On the other hand, the Republicans have failed to explain to the American people why the current system is not sustainable, and they have done nothing to help fix the situation in the hopes that they can use the lack of activity to their advantage to gain power in the next election cycle.

While both sides have been fiddling, Medicare as we know it continues to burn. Any physician that still takes Medicare will tell you that Medicare “as we know it” is already gone. Neither side has had the guts to admit that they were instrumental in causing this failure.

The truth is this: Medicare is going bankrupt, and the government knows it. 

Policies and procedures have been put in place systematically to limit care, limit benefits, and foist more of the cost onto third parties such as AARP and private insurance companies through Medicare advantage, while making seniors pay more in co-payments for the privilege in the short term. It can be argued that the ultimate goal is to have the entire country eventually pay for it as the “Medicare-for-all” scheme – which is wrapped in the Trojan horse known as Obamacare.

Fiction: Seniors will be able to keep their physician under Obamacare.

Fact: Physicians are opting out of Medicare, both increasing the time it takes to see a physician and breaking long-term relationships between doctors and their patients, affecting the quality of care.

Fiction: The quality of care will improve.

Fact: Under Obamacare (beginning October 1st), hospitals will be fined for readmitting a patient for the same medical problem within 30 days after discharge. This pressure on the hospital will have unintended consequences. It will pit the hospital’s financial interests against the patient’s interests. For example, patients with chronic ailments such as heart disease and chronic lung ailments who relapse routinely will be treated as outpatients for as long as possible before admission to avoid fines. Coupled with payments to hospitals that are based on diagnostic related group codes (DRGs) that pay for a certain illness based on the number of days a patient remains in the hospital, there will be a push to avoid inpatient admissions on the one hand, while discharging the patient as quickly as possible on the other. This is a recipe for patients to become more sick before they are admitted making their outcome more tenuous.

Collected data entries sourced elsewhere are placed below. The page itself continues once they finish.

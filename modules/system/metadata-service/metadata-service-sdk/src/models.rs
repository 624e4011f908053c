//! Models shared by the metadata service, its storage strategies and transports.

use std::collections::BTreeMap;
use std::fmt;

use serde::{Deserialize, Serialize};

use crate::error::UrlParseError;

/// Interface name the metadata service is published under.
pub const METADATA_SERVICE_NAME: &str = "modkit.metadata.MetadataService";

/// Version of the metadata service contract.
pub const METADATA_SERVICE_VERSION: &str = "1.0.0";

pub const GROUP_KEY: &str = "group";
pub const VERSION_KEY: &str = "version";
pub const SIDE_KEY: &str = "side";
pub const APPLICATION_KEY: &str = "application";
pub const METADATA_TYPE_KEY: &str = "metadata-type";

/// One published network address of one service.
///
/// Immutable once built: `with_param` consumes the value and returns a new one.
/// Renders as `protocol://host:port/path?k=v` with parameters in key order.
#[derive(Debug, Clone, PartialEq, Eq, Hash, PartialOrd, Ord, Serialize, Deserialize)]
pub struct ServiceUrl {
    protocol: String,
    host: String,
    port: u16,
    path: String,
    #[serde(default)]
    params: BTreeMap<String, String>,
}

impl ServiceUrl {
    #[must_use]
    pub fn new(
        protocol: impl Into<String>,
        host: impl Into<String>,
        port: u16,
        path: impl Into<String>,
    ) -> Self {
        Self {
            protocol: protocol.into(),
            host: host.into(),
            port,
            path: path.into(),
            params: BTreeMap::new(),
        }
    }

    #[must_use]
    pub fn with_param(mut self, key: impl Into<String>, value: impl Into<String>) -> Self {
        self.params.insert(key.into(), value.into());
        self
    }

    #[must_use]
    pub fn protocol(&self) -> &str {
        &self.protocol
    }

    #[must_use]
    pub fn host(&self) -> &str {
        &self.host
    }

    #[must_use]
    pub fn port(&self) -> u16 {
        self.port
    }

    /// Interface name of the published service.
    #[must_use]
    pub fn path(&self) -> &str {
        &self.path
    }

    #[must_use]
    pub fn params(&self) -> &BTreeMap<String, String> {
        &self.params
    }

    #[must_use]
    pub fn param(&self, key: &str) -> Option<&str> {
        self.params.get(key).map(String::as_str)
    }

    #[must_use]
    pub fn group(&self) -> Option<&str> {
        self.param(GROUP_KEY)
    }

    #[must_use]
    pub fn version(&self) -> Option<&str> {
        self.param(VERSION_KEY)
    }

    /// `host:port` of the listener this URL is published on.
    #[must_use]
    pub fn address(&self) -> String {
        socket_address(&self.host, self.port)
    }

    /// Key identifying the service regardless of where it is published:
    /// `group/interface:version`, absent parts omitted.
    #[must_use]
    pub fn service_key(&self) -> String {
        service_key(&self.path, self.group(), self.version())
    }

    /// Parse the textual form produced by `Display`.
    ///
    /// # Errors
    ///
    /// Returns `UrlParseError` if the text is not a URL or lacks a host or port.
    pub fn parse(raw: &str) -> Result<Self, UrlParseError> {
        let parsed = url::Url::parse(raw)?;
        let host = match parsed.host() {
            Some(url::Host::Ipv6(addr)) => addr.to_string(),
            Some(host) => host.to_string(),
            None => String::new(),
        };
        if host.is_empty() {
            return Err(UrlParseError::MissingHost(raw.to_owned()));
        }
        let port = parsed
            .port()
            .ok_or_else(|| UrlParseError::MissingPort(raw.to_owned()))?;
        let path = parsed.path().trim_start_matches('/').to_owned();
        let params = parsed
            .query_pairs()
            .map(|(k, v)| (k.into_owned(), v.into_owned()))
            .collect();

        Ok(Self {
            protocol: parsed.scheme().to_owned(),
            host,
            port,
            path,
            params,
        })
    }
}

impl fmt::Display for ServiceUrl {
    fn fmt(&self, f: &mut fmt::Formatter<'_>) -> fmt::Result {
        write!(f, "{}://{}/{}", self.protocol, self.address(), self.path)?;
        if !self.params.is_empty() {
            let query = url::form_urlencoded::Serializer::new(String::new())
                .extend_pairs(self.params.iter())
                .finish();
            write!(f, "?{query}")?;
        }
        Ok(())
    }
}

/// `host:port`, with IPv6 hosts bracketed.
#[must_use]
pub fn socket_address(host: &str, port: u16) -> String {
    if host.contains(':') && !host.starts_with('[') {
        format!("[{host}]:{port}")
    } else {
        format!("{host}:{port}")
    }
}

fn service_key(interface: &str, group: Option<&str>, version: Option<&str>) -> String {
    let mut key = String::with_capacity(interface.len() + 16);
    if let Some(group) = group.filter(|g| !g.is_empty()) {
        key.push_str(group);
        key.push('/');
    }
    key.push_str(interface);
    if let Some(version) = version.filter(|v| !v.is_empty()) {
        key.push(':');
        key.push_str(version);
    }
    key
}

/// Query against the metadata of one node: interface name plus optional group/version.
///
/// An absent group or version matches any value.
#[derive(Debug, Clone, PartialEq, Eq, Default, Serialize, Deserialize)]
pub struct ServiceQuery {
    pub interface: String,
    #[serde(default, skip_serializing_if = "Option::is_none")]
    pub group: Option<String>,
    #[serde(default, skip_serializing_if = "Option::is_none")]
    pub version: Option<String>,
}

impl ServiceQuery {
    #[must_use]
    pub fn new(interface: impl Into<String>) -> Self {
        Self {
            interface: interface.into(),
            group: None,
            version: None,
        }
    }

    #[must_use]
    pub fn with_group(mut self, group: impl Into<String>) -> Self {
        self.group = Some(group.into());
        self
    }

    #[must_use]
    pub fn with_version(mut self, version: impl Into<String>) -> Self {
        self.version = Some(version.into());
        self
    }

    #[must_use]
    pub fn matches(&self, url: &ServiceUrl) -> bool {
        url.path() == self.interface
            && self.group.as_deref().is_none_or(|g| url.group() == Some(g))
            && self
                .version
                .as_deref()
                .is_none_or(|v| url.version() == Some(v))
    }
}

/// Everything one application exports, grouped by service key.
#[derive(Debug, Clone, PartialEq, Eq, Serialize, Deserialize)]
pub struct ServiceInfo {
    pub name: String,
    #[serde(default, skip_serializing_if = "Option::is_none")]
    pub group: Option<String>,
    #[serde(default, skip_serializing_if = "Option::is_none")]
    pub version: Option<String>,
    pub urls: Vec<ServiceUrl>,
}

/// Snapshot of an application's service metadata.
///
/// `revision` is derived from the contained URLs so two snapshots with the same
/// services always carry the same revision.
#[derive(Debug, Clone, PartialEq, Eq, Serialize, Deserialize)]
pub struct MetadataInfo {
    pub app: String,
    pub revision: String,
    #[serde(default)]
    pub services: BTreeMap<String, ServiceInfo>,
}

impl MetadataInfo {
    /// Build a snapshot from exported URLs, computing its revision.
    #[must_use]
    pub fn new(app: impl Into<String>, urls: impl IntoIterator<Item = ServiceUrl>) -> Self {
        let mut services: BTreeMap<String, ServiceInfo> = BTreeMap::new();
        for url in urls {
            let entry = services
                .entry(url.service_key())
                .or_insert_with(|| ServiceInfo {
                    name: url.path().to_owned(),
                    group: url.group().map(str::to_owned),
                    version: url.version().map(str::to_owned),
                    urls: Vec::new(),
                });
            if !entry.urls.contains(&url) {
                entry.urls.push(url);
            }
        }
        for info in services.values_mut() {
            info.urls.sort();
        }

        let revision = compute_revision(&services);
        Self {
            app: app.into(),
            revision,
            services,
        }
    }

    #[must_use]
    pub fn is_empty(&self) -> bool {
        self.services.is_empty()
    }

    /// All URLs matching the query, in service-key then URL order.
    #[must_use]
    pub fn urls_matching(&self, query: &ServiceQuery) -> Vec<ServiceUrl> {
        self.services
            .values()
            .flat_map(|info| info.urls.iter())
            .filter(|url| query.matches(url))
            .cloned()
            .collect()
    }

    #[must_use]
    pub fn all_urls(&self) -> impl Iterator<Item = &ServiceUrl> {
        self.services.values().flat_map(|info| info.urls.iter())
    }
}

fn compute_revision(services: &BTreeMap<String, ServiceInfo>) -> String {
    if services.is_empty() {
        return "0".to_owned();
    }
    let mut text = String::new();
    for url in services.values().flat_map(|info| info.urls.iter()) {
        text.push_str(&url.to_string());
        text.push('\n');
    }
    format!("{:016x}", xxhash_rust::xxh3::xxh3_64(text.as_bytes()))
}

Fiction: The patient and their family will make the healthcare decisions.

Fact: Under Obamacare, there are panels empowered to decide what constitutes standards of care (evidence based medicine). These panels will decide how a disease is treated and will encompass everything from what medications will be allowed to be used, to how long it should take for a patient to respond to treatment. The doctor and the patient will have no say and individualized care will be a thing of the past. Since cost will become the overriding factor, palliative care and hospice will be encouraged for those who have diseases which are deemed to be too expensive to treat, or if the prognosis is poor.

The meme of Medicare as the direction which the country should move because it will provide better healthcare is not true. Welcome to the world of Obamacare, where centralized planning applied to medicine places the good of the collective over the rights of the individual — deemed too ignorant to make his or her own healthcare decisions. In short, the answer to healthcare is not more government intervention. It is less.